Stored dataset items
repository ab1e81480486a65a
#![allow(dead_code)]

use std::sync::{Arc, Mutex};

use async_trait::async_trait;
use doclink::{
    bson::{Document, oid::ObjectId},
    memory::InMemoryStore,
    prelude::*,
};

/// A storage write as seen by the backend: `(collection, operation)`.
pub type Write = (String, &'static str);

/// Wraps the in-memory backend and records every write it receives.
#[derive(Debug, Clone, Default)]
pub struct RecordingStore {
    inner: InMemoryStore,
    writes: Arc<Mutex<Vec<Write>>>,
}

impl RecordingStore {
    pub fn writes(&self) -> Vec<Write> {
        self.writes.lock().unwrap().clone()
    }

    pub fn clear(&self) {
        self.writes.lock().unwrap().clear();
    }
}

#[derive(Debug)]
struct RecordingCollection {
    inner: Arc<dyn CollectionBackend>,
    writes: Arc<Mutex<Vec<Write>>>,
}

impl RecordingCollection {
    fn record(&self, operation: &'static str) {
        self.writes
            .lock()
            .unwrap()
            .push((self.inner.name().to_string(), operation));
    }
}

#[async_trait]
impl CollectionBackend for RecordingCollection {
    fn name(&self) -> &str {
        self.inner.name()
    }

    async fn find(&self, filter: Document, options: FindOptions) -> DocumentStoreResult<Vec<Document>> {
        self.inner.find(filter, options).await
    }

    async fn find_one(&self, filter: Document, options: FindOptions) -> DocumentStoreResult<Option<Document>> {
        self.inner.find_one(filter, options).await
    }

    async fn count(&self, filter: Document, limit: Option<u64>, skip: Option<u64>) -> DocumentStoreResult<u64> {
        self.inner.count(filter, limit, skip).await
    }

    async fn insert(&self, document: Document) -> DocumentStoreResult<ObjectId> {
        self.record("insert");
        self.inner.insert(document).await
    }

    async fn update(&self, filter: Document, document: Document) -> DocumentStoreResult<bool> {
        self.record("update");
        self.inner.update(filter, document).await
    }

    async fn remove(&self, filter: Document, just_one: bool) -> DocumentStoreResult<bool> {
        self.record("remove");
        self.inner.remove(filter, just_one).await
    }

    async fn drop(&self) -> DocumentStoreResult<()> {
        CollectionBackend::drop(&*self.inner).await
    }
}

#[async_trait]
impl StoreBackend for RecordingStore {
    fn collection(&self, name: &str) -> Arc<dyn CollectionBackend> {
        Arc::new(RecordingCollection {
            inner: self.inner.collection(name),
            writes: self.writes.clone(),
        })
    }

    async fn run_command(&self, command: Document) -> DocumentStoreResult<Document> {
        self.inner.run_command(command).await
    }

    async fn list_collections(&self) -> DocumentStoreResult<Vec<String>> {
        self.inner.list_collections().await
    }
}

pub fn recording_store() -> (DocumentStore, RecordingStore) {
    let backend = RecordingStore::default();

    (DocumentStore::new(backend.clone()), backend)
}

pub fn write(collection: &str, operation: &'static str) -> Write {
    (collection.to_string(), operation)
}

--

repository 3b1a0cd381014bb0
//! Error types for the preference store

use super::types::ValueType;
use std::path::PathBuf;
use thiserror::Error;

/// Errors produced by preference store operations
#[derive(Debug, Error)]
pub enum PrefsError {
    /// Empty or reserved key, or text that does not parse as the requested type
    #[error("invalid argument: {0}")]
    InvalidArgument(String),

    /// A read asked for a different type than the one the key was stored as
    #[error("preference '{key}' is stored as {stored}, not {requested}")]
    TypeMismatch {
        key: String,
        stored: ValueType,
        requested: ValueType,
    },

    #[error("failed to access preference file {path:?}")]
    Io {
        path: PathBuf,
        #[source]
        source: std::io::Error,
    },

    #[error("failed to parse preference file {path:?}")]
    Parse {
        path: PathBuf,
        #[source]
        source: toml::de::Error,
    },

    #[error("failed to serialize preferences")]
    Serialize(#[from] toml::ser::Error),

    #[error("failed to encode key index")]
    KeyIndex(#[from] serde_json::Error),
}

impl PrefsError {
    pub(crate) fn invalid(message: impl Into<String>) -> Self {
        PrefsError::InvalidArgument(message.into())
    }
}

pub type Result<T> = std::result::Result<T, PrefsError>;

---

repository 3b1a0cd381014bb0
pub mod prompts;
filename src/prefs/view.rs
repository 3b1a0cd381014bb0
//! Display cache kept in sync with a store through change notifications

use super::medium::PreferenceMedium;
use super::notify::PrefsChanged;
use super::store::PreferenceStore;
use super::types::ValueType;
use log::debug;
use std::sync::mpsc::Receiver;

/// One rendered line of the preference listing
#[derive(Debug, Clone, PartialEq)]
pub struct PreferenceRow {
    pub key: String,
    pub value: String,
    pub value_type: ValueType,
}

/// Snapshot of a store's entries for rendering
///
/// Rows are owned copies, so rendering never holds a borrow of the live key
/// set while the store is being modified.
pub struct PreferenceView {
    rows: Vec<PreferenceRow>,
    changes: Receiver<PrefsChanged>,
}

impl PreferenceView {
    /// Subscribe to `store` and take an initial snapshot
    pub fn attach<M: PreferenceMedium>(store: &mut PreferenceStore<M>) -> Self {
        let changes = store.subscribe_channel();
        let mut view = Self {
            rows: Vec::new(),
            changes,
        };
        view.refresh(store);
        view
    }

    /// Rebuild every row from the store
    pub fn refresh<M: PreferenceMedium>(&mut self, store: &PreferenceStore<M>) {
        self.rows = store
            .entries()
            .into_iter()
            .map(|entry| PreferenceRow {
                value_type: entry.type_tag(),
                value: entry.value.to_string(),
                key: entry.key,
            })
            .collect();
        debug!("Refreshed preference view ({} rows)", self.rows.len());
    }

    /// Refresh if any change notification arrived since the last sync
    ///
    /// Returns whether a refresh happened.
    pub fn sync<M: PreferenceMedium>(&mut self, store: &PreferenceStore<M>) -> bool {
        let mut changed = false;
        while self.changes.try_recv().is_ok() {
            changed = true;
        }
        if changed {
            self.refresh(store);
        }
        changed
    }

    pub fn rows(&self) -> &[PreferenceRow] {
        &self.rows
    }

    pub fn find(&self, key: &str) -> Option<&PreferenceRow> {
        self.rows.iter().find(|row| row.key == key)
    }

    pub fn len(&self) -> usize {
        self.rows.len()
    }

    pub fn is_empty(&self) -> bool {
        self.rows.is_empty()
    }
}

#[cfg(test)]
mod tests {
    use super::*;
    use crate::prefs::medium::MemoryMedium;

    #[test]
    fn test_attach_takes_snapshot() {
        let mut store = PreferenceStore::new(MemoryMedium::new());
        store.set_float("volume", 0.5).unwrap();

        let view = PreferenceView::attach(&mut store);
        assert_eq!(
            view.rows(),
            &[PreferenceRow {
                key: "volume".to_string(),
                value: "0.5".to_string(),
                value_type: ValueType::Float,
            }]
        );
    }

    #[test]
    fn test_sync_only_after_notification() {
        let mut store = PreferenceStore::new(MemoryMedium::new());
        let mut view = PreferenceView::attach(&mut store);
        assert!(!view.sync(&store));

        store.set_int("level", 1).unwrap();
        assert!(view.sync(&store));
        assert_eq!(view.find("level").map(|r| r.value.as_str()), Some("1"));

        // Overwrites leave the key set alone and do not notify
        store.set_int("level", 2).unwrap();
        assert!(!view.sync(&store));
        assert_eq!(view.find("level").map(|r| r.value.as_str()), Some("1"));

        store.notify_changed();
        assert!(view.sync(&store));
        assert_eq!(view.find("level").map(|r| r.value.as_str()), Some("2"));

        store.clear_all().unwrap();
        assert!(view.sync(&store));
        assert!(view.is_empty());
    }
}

=== Work request ===
The lines above from the one with "#![allow(dead_code)]" through the one with "A storage write" are to be duplicated exactly, ends included, with nothing added.

=== Completed task ===
#![allow(dead_code)]

use std::sync::{Arc, Mutex};

use async_trait::async_trait;
use doclink::{
    bson::{Document, oid::ObjectId},
    memory::InMemoryStore,
    prelude::*,
};

/// A storage write as seen by the backend: `(collection, operation)`.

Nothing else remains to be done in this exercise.